◆ **Material shown**
=====

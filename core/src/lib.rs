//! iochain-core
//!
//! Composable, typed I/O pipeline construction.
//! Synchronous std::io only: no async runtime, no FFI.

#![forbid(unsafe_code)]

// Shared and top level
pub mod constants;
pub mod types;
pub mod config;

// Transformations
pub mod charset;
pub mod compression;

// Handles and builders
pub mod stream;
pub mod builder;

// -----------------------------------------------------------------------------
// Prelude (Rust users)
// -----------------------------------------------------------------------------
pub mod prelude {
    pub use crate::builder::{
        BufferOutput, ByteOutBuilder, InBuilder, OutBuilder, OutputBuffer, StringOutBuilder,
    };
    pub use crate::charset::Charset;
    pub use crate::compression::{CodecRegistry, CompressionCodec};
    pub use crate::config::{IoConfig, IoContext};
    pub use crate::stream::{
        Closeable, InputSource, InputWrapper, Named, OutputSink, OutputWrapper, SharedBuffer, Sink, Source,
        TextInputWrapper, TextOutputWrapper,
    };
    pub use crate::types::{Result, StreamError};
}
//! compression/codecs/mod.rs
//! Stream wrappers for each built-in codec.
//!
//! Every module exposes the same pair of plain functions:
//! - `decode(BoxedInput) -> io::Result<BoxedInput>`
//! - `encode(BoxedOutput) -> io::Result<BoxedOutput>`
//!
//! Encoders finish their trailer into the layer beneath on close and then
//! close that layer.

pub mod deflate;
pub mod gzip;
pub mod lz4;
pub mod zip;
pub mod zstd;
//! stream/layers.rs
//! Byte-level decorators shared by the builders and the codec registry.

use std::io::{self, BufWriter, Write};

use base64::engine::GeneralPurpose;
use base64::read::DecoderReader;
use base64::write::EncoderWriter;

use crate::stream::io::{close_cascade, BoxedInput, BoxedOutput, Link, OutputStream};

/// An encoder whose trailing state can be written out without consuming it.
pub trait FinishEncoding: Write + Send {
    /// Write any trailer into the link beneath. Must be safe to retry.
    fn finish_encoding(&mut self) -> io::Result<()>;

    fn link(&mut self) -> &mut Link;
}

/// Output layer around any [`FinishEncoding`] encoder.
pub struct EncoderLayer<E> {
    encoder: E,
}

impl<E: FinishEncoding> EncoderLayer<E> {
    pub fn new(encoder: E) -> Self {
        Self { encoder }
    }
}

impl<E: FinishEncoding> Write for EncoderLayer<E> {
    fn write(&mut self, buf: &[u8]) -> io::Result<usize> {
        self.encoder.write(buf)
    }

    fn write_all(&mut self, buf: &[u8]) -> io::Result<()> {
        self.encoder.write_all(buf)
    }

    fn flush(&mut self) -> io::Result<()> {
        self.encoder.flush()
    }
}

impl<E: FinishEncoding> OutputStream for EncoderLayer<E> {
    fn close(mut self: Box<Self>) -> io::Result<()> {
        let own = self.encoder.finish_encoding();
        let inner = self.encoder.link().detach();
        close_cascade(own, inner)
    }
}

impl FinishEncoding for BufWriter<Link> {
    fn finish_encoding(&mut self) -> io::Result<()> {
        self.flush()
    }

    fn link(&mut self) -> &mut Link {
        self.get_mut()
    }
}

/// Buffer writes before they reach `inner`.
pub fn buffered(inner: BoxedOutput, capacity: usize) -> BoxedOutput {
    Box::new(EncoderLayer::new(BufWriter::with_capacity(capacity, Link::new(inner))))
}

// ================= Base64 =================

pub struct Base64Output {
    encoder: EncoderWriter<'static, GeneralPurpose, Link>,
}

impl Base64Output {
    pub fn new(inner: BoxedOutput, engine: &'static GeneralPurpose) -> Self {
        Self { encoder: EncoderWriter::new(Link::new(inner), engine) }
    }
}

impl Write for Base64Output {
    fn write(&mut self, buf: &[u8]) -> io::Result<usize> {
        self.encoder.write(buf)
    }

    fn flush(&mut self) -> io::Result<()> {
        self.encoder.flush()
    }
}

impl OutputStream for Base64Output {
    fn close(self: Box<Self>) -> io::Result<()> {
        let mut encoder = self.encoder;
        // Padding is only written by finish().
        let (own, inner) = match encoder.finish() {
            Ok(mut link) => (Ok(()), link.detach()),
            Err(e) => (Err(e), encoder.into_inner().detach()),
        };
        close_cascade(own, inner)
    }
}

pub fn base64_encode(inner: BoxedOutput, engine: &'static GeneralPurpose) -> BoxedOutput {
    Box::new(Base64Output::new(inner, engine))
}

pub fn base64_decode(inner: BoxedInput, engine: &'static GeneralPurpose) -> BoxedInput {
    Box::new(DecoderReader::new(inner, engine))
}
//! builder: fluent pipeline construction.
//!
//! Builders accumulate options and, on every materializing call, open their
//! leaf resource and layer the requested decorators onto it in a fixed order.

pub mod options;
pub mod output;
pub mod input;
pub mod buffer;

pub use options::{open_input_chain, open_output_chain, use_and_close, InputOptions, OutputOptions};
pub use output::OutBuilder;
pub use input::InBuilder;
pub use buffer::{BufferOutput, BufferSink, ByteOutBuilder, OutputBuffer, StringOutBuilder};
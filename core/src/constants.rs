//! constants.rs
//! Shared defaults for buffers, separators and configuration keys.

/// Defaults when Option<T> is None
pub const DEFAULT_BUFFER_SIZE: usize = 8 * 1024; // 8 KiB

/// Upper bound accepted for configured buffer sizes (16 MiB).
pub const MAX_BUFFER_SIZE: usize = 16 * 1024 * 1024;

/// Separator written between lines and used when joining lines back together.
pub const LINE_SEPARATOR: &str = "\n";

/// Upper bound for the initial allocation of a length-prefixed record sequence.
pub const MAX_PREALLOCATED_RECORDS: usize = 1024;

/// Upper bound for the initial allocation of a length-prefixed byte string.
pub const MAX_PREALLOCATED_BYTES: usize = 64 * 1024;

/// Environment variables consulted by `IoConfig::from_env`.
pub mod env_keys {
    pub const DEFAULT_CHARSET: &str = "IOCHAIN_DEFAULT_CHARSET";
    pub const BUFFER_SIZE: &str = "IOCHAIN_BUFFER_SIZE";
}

=====

◆ **What the exercise asks**
Each entry above must be retyped exactly.

◆ **Task solution**
filename core/src/lib.rs
//! iochain-core
//!
//! Composable, typed I/O pipeline construction.
//! Synchronous std::io only: no async runtime, no FFI.

#![forbid(unsafe_code)]

// Shared and top level
pub mod constants;
pub mod types;
pub mod config;

// Transformations
pub mod charset;
pub mod compression;

// Handles and builders
pub mod stream;
pub mod builder;

// -----------------------------------------------------------------------------
// Prelude (Rust users)
// -----------------------------------------------------------------------------
pub mod prelude {
    pub use crate::builder::{
        BufferOutput, ByteOutBuilder, InBuilder, OutBuilder, OutputBuffer, StringOutBuilder,
    };
    pub use crate::charset::Charset;
    pub use crate::compression::{CodecRegistry, CompressionCodec};
    pub use crate::config::{IoConfig, IoContext};
    pub use crate::stream::{
        Closeable, InputSource, InputWrapper, Named, OutputSink, OutputWrapper, SharedBuffer, Sink, Source,
        TextInputWrapper, TextOutputWrapper,
    };
    pub use crate::types::{Result, StreamError};
}
//! compression/codecs/mod.rs
//! Stream wrappers for each built-in codec.
//!
//! Every module exposes the same pair of plain functions:
//! - `decode(BoxedInput) -> io::Result<BoxedInput>`
//! - `encode(BoxedOutput) -> io::Result<BoxedOutput>`
//!
//! Encoders finish their trailer into the layer beneath on close and then
//! close that layer.

pub mod deflate;
pub mod gzip;
pub mod lz4;
pub mod zip;
pub mod zstd;
//! stream/layers.rs
//! Byte-level decorators shared by the builders and the codec registry.

use std::io::{self, BufWriter, Write};

use base64::engine::GeneralPurpose;
use base64::read::DecoderReader;
use base64::write::EncoderWriter;

use crate::stream::io::{close_cascade, BoxedInput, BoxedOutput, Link, OutputStream};

/// An encoder whose trailing state can be written out without consuming it.
pub trait FinishEncoding: Write + Send {
    /// Write any trailer into the link beneath. Must be safe to retry.
    fn finish_encoding(&mut self) -> io::Result<()>;

    fn link(&mut self) -> &mut Link;
}

/// Output layer around any [`FinishEncoding`] encoder.
pub struct EncoderLayer<E> {
    encoder: E,
}

impl<E: FinishEncoding> EncoderLayer<E> {
    pub fn new(encoder: E) -> Self {
        Self { encoder }
    }
}

impl<E: FinishEncoding> Write for EncoderLayer<E> {
    fn write(&mut self, buf: &[u8]) -> io::Result<usize> {
        self.encoder.write(buf)
    }

    fn write_all(&mut self, buf: &[u8]) -> io::Result<()> {
        self.encoder.write_all(buf)
    }

    fn flush(&mut self) -> io::Result<()> {
        self.encoder.flush()
    }
}

impl<E: FinishEncoding> OutputStream for EncoderLayer<E> {
    fn close(mut self: Box<Self>) -> io::Result<()> {
        let own = self.encoder.finish_encoding();
        let inner = self.encoder.link().detach();
        close_cascade(own, inner)
    }
}

impl FinishEncoding for BufWriter<Link> {
    fn finish_encoding(&mut self) -> io::Result<()> {
        self.flush()
    }

    fn link(&mut self) -> &mut Link {
        self.get_mut()
    }
}

/// Buffer writes before they reach `inner`.
pub fn buffered(inner: BoxedOutput, capacity: usize) -> BoxedOutput {
    Box::new(EncoderLayer::new(BufWriter::with_capacity(capacity, Link::new(inner))))
}

// ================= Base64 =================

pub struct Base64Output {
    encoder: EncoderWriter<'static, GeneralPurpose, Link>,
}

impl Base64Output {
    pub fn new(inner: BoxedOutput, engine: &'static GeneralPurpose) -> Self {
        Self { encoder: EncoderWriter::new(Link::new(inner), engine) }
    }
}

impl Write for Base64Output {
    fn write(&mut self, buf: &[u8]) -> io::Result<usize> {
        self.encoder.write(buf)
    }

    fn flush(&mut self) -> io::Result<()> {
        self.encoder.flush()
    }
}

impl OutputStream for Base64Output {
    fn close(self: Box<Self>) -> io::Result<()> {
        let mut encoder = self.encoder;
        // Padding is only written by finish().
        let (own, inner) = match encoder.finish() {
            Ok(mut link) => (Ok(()), link.detach()),
            Err(e) => (Err(e), encoder.into_inner().detach()),
        };
        close_cascade(own, inner)
    }
}

pub fn base64_encode(inner: BoxedOutput, engine: &'static GeneralPurpose) -> BoxedOutput {
    Box::new(Base64Output::new(inner, engine))
}

pub fn base64_decode(inner: BoxedInput, engine: &'static GeneralPurpose) -> BoxedInput {
    Box::new(DecoderReader::new(inner, engine))
}
//! builder: fluent pipeline construction.
//!
//! Builders accumulate options and, on every materializing call, open their
//! leaf resource and layer the requested decorators onto it in a fixed order.

pub mod options;
pub mod output;
pub mod input;
pub mod buffer;

pub use options::{open_input_chain, open_output_chain, use_and_close, InputOptions, OutputOptions};
pub use output::OutBuilder;
pub use input::InBuilder;
pub use buffer::{BufferOutput, BufferSink, ByteOutBuilder, OutputBuffer, StringOutBuilder};
filename core/src/constants.rs
//! constants.rs
//! Shared defaults for buffers, separators and configuration keys.

/// Defaults when Option<T> is None
pub const DEFAULT_BUFFER_SIZE: usize = 8 * 1024; // 8 KiB

/// Upper bound accepted for configured buffer sizes (16 MiB).
pub const MAX_BUFFER_SIZE: usize = 16 * 1024 * 1024;

/// Separator written between lines and used when joining lines back together.
pub const LINE_SEPARATOR: &str = "\n";

/// Upper bound for the initial allocation of a length-prefixed record sequence.
pub const MAX_PREALLOCATED_RECORDS: usize = 1024;

/// Upper bound for the initial allocation of a length-prefixed byte string.
pub const MAX_PREALLOCATED_BYTES: usize = 64 * 1024;

/// Environment variables consulted by `IoConfig::from_env`.
pub mod env_keys {
    pub const DEFAULT_CHARSET: &str = "IOCHAIN_DEFAULT_CHARSET";
    pub const BUFFER_SIZE: &str = "IOCHAIN_BUFFER_SIZE";
}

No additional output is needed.